Almost every affiliate tool advertises a cookie window: 30 days, 60 days, 90. The implication is that if someone clicks an affiliate link today and buys seven weeks later, the affiliate still gets credit. On Chrome, mostly true. On Safari, that number is fiction.
Safari's Intelligent Tracking Prevention caps client-side, script-set cookies at 7 days, and in some cases 24 hours. So if you set your affiliate cookie with JavaScript, a huge slice of your traffic loses its attribution a week after the click, silently. Firefox and Brave block a lot of third-party tracking outright. Your 60-day promise quietly becomes a 7-day promise for anyone on the privacy-forward half of the internet.
The fix is to stop trusting the cookie to carry attribution for 60 days. Use it only to bridge one gap: from the click to the signup. After that, attribution lives in your database, where no browser can expire it.
Capture the referral the moment they land
On the landing hit, read the ref and store it. Set a first-party cookie (from your own domain, server-side where you can), but treat it as short-lived glue, not the source of truth.
// GET /?ref=aff_123 (your own server, first-party)
app.get('/', (req, res) => {
const ref = req.query.ref;
if (ref) {
res.cookie('aff_ref', ref, {
maxAge: 30 * 24 * 60 * 60 * 1000, // best effort; Safari may shorten it
httpOnly: false,
sameSite: 'lax',
});
// also stash it against the anonymous session server-side
req.session.aff_ref = req.session.aff_ref || ref;
}
res.render('landing');
});
Notice the cookie is first-party (your domain), not a third-party tracker. That already survives far better than a script injected from an affiliate vendor's domain. But you still do not rely on it lasting 60 days.

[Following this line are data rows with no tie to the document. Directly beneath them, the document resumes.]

// Copyright (c) 2025 Erick Bourgeois, firestoned
// SPDX-License-Identifier: MIT

//! Running commands inside cluster containers, with retries on infrastructure noise.
//!
//! Executing inside a node's container can fail spuriously: the container may be
//! restarting ("container not found") or the exec stream may drop. Those failures
//! are reported as transient [`ExecError`] variants and retried. A command that
//! ran and failed is a real result and is never retried.

use crate::errors::{classify_message, Classify, ExecError, RetryError};
use crate::retry::{retry_classified, RetryPolicy};
use async_trait::async_trait;
use k8s_openapi::api::core::v1::Pod;
use k8s_openapi::apimachinery::pkg::apis::meta::v1::Status;
use kube::api::{Api, AttachParams};
use kube::client::UpgradeConnectionError;
use tokio::io::{AsyncRead, AsyncReadExt};
use tracing::debug;

/// Something that can run a command and return its standard output.
#[async_trait]
pub trait CommandRunner: Send + Sync {
    /// Run `command` (argv form) to completion.
    async fn run(&self, command: &[String]) -> Result<String, ExecError>;
}

/// Wrap a shell snippet as `sh -c <snippet>`.
#[must_use]
pub fn shell(snippet: &str) -> Vec<String> {
    vec!["sh".to_string(), "-c".to_string(), snippet.to_string()]
}

/// Wrap a shell snippet so it runs in the host filesystem of a privileged pod
/// that mounts the node root at `/host`.
#[must_use]
pub fn host_shell(snippet: &str) -> Vec<String> {
    vec![
        "chroot".to_string(),
        "/host".to_string(),
        "sh".to_string(),
        "-c".to_string(),
        snippet.to_string(),
    ]
}

/// Runs commands through the pod `exec` subresource.
pub struct PodExecRunner {
    pods: Api<Pod>,
    pod: String,
    container: Option<String>,
}

impl PodExecRunner {
    /// Create a runner for a pod; `container` may be omitted for single-container pods.
    #[must_use]
    pub fn new(pods: Api<Pod>, pod: impl Into<String>, container: Option<String>) -> Self {
        Self {
            pods,
            pod: pod.into(),
            container,
        }
    }

    fn container_name(&self) -> String {
        self.container.clone().unwrap_or_default()
    }

    fn map_exec_error(&self, err: kube::Error) -> ExecError {
        match &err {
            // Exec refusals arrive as the status of the failed websocket upgrade
            kube::Error::UpgradeConnection(UpgradeConnectionError::ProtocolSwitch(status)) => {
                match status.as_u16() {
                    404 => ExecError::ContainerNotFound {
                        pod: self.pod.clone(),
                        container: self.container_name(),
                    },
                    429 => ExecError::Stream(err.to_string()),
                    400..=499 => ExecError::Rejected(err.to_string()),
                    _ => ExecError::Stream(err.to_string()),
                }
            }
            kube::Error::Api(api_err) if api_err.code == 404 => ExecError::ContainerNotFound {
                pod: self.pod.clone(),
                container: self.container_name(),
            },
            kube::Error::Api(_) if !err.class().is_transient() => ExecError::Rejected(err.to_string()),
            // Transport failures and broken upgrades
            _ => ExecError::Stream(err.to_string()),
        }
    }
}

#[async_trait]
impl CommandRunner for PodExecRunner {
    async fn run(&self, command: &[String]) -> Result<String, ExecError> {
        let mut params = AttachParams::default().stdin(false).stdout(true).stderr(true);
        if let Some(container) = &self.container {
            params = params.container(container.clone());
        }

        debug!(pod = %self.pod, container = ?self.container, command = ?command, "Executing command in container");

        let mut attached = self
            .pods
            .exec(&self.pod, command.to_vec(), &params)
            .await
            .map_err(|e| self.map_exec_error(e))?;

        let (stdout, stderr) = tokio::join!(read_stream(attached.stdout()), read_stream(attached.stderr()));
        let stdout = stdout.map_err(|e| ExecError::Stream(e.to_string()))?;
        let stderr = stderr.map_err(|e| ExecError::Stream(e.to_string()))?;

        let status = match attached.take_status() {
            Some(status) => status.await,
            None => None,
        };

        attached
            .join()
            .await
            .map_err(|e| ExecError::Stream(e.to_string()))?;

        check_exit_status(&command.join(" "), status.as_ref(), &stderr)?;
        Ok(stdout)
    }
}

/// Read a whole output stream. Non-UTF-8 output is kept lossily.
pub(crate) async fn read_stream<R>(reader: Option<R>) -> std::io::Result<String>
where
    R: AsyncRead + Unpin,
{
    let mut output = Vec::new();
    if let Some(mut reader) = reader {
        reader.read_to_end(&mut output).await?;
    }
    Ok(String::from_utf8_lossy(&output).into_owned())
}

/// Interpret the status object the API server sends when an exec session ends.
///
/// No status is treated as success. A failure whose message is known
/// infrastructure noise is transient; anything else means the command failed.
///
/// # Errors
///
/// Returns [`ExecError::Stream`] for transient failures and
/// [`ExecError::CommandFailed`] otherwise.
pub fn check_exit_status(command: &str, status: Option<&Status>, stderr: &str) -> Result<(), ExecError> {
    let Some(status) = status else {
        return Ok(());
    };

    if status.status.as_deref() != Some("Failure") {
        return Ok(());
    }

    let message = status.message.clone().unwrap_or_default();
    if classify_message(&message).is_transient() {
        return Err(ExecError::Stream(message));
    }

    let stderr = stderr.trim();
    Err(ExecError::CommandFailed {
        command: command.to_string(),
        message: if stderr.is_empty() {
            message
        } else {
            format!("{message}: {stderr}")
        },
    })
}

/// Run a command, retrying while it fails with transient exec errors.
///
/// # Errors
///
/// - [`RetryError::Permanent`] if the command failed or the request was rejected
/// - [`RetryError::Exhausted`] ("ran out of N retries") if every attempt hit
///   infrastructure noise
///
/// # Example
///
/// ```rust,no_run
/// use ranwait::exec::{exec_with_retries, host_shell, PodExecRunner};
/// use ranwait::retry::RetryPolicy;
/// use k8s_openapi::api::core::v1::Pod;
/// use kube::Api;
/// use std::time::Duration;
///
/// # async fn example(client: kube::Client) -> anyhow::Result<()> {
/// let pods: Api<Pod> = Api::namespaced(client, "openshift-machine-config-operator");
/// let runner = PodExecRunner::new(pods, "machine-config-daemon-abcde", Some("machine-config-daemon".into()));
/// let policy = RetryPolicy::new(3, Duration::from_secs(10))?;
///
/// let kernel = exec_with_retries(&runner, &host_shell("uname -r"), &policy).await?;
/// # Ok(())
/// # }
/// ```
pub async fn exec_with_retries<R>(
    runner: &R,
    command: &[String],
    policy: &RetryPolicy,
) -> Result<String, RetryError<ExecError>>
where
    R: CommandRunner + ?Sized,
{
    let operation = format!("exec {}", command.join(" "));
    retry_classified(policy, &operation, || runner.run(command)).await
}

Move attribution to your database at signup
The instant someone creates an account, promote the referral from the fragile cookie/session into a durable record. This is the step that actually makes the window real.
async function onSignup(user, req) {
const ref = req.session.aff_ref || req.cookies.aff_ref;
if (ref) {
await db.users.update(user.id, {
affiliate_id: ref,
attributed_at: new Date(), // the window starts HERE, server-side
});
// and onto the Stripe customer, so billing events carry it forever
await stripe.customers.update(user.stripe_customer_id, {
metadata: { affiliate_id: ref },
});
}
}
Now the affiliate link only has to survive from click to signup, which is usually minutes to days, well inside even Safari's 24-hour floor for the tightest cases. The 60-day window is measured from attributed_at in your own database, not from a cookie the browser is free to delete.

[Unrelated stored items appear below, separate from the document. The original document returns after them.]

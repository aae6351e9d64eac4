// Copyright (c) 2025 Erick Bourgeois, firestoned
// SPDX-License-Identifier: MIT

//! # ranwait - wait and retry primitives for RAN end-to-end suites
//!
//! Suites exercising Telco RAN deployments on OpenShift spend most of their time
//! waiting: for a `ClusterGroupUpgrade` to report `Succeeded`, for policies to turn
//! compliant, for a node to come back after a reboot. This library provides the
//! primitives those waits are built from.
//!
//! ## Modules
//!
//! - [`poll`] - Generic poll-until-satisfied loop with interval, deadline and cancellation
//! - [`condition`] - Status condition model and wildcard matching
//! - [`retry`] - Retry-on-transient and retry-on-conflict wrappers
//! - [`wait`] - Waiters over live Kubernetes objects
//! - [`exec`] - Command execution in cluster containers with retries
//! - [`resources`] - Catalogue of RAN custom resource kinds
//! - [`config`] - Suite configuration from YAML and environment
//! - [`clients`] - Clients for spoke and hub clusters
//! - [`errors`] - Error types and transient/fatal classification
//! - [`logging`] - Tracing subscriber setup
//!
//! ## Example
//!
//! ```rust,no_run
//! use ranwait::clients::ClusterClients;
//! use ranwait::condition::ConditionTarget;
//! use ranwait::constants::{CGU_CONDITION_SUCCEEDED, CONDITION_STATUS_TRUE};
//! use ranwait::config::RanConfig;
//! use ranwait::resources::{dynamic_api, RanKind};
//! use ranwait::wait::{wait_for_condition, NotFoundPolicy};
//!
//! # async fn example() -> anyhow::Result<()> {
//! ranwait::logging::init_logging();
//!
//! let config = RanConfig::load()?;
//! let clients = ClusterClients::from_config(&config).await?;
//! let cgus = dynamic_api(clients.require_hub()?.clone(), RanKind::ClusterGroupUpgrade, Some("ztp-install"));
//!
//! let succeeded = ConditionTarget::of_type(CGU_CONDITION_SUCCEEDED).with_status(CONDITION_STATUS_TRUE);
//! wait_for_condition(&cgus, "cgu-upgrade", &succeeded, NotFoundPolicy::Fatal, &config.poll_config()?).await?;
//! # Ok(())
//! # }
//! ```

pub mod clients;
pub mod condition;
pub mod config;
pub mod constants;
pub mod errors;
pub mod exec;
pub mod logging;
pub mod poll;
pub mod resources;
pub mod retry;
pub mod wait;

#[cfg(test)]
mod config_tests;
#[cfg(test)]
mod wait_tests;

Measure the window where it cannot be tampered with
When a payment comes in, you check the window against your stored timestamp, not against whether a cookie still exists.
// on invoice.paid
const affiliateId = invoice.customer_metadata?.affiliate_id;
const attributedAt = await db.attribution.getTimestamp(invoice.customer);
if (affiliateId && withinDays(attributedAt, 60)) {
await ledger.credit({ affiliate_id: affiliateId, amount: commissionOn(invoice.amount_paid) });
}
The mental shift is the whole thing: the cookie is a bridge, not a vault. It carries attribution across a single gap and then hands it to your database, which honors the full window regardless of browser. Anyone still leaning on a 60-day JavaScript cookie is under-crediting their Safari affiliates and does not know it.
We handle this in Referralful (affiliate software on Stripe, which I help build), so the 60-day cookie our marketing page mentions is actually a 60-day server-side window, not a client-side hope. If you roll your own, the one rule to keep: never let a browser be the thing that remembers who referred a paying customer.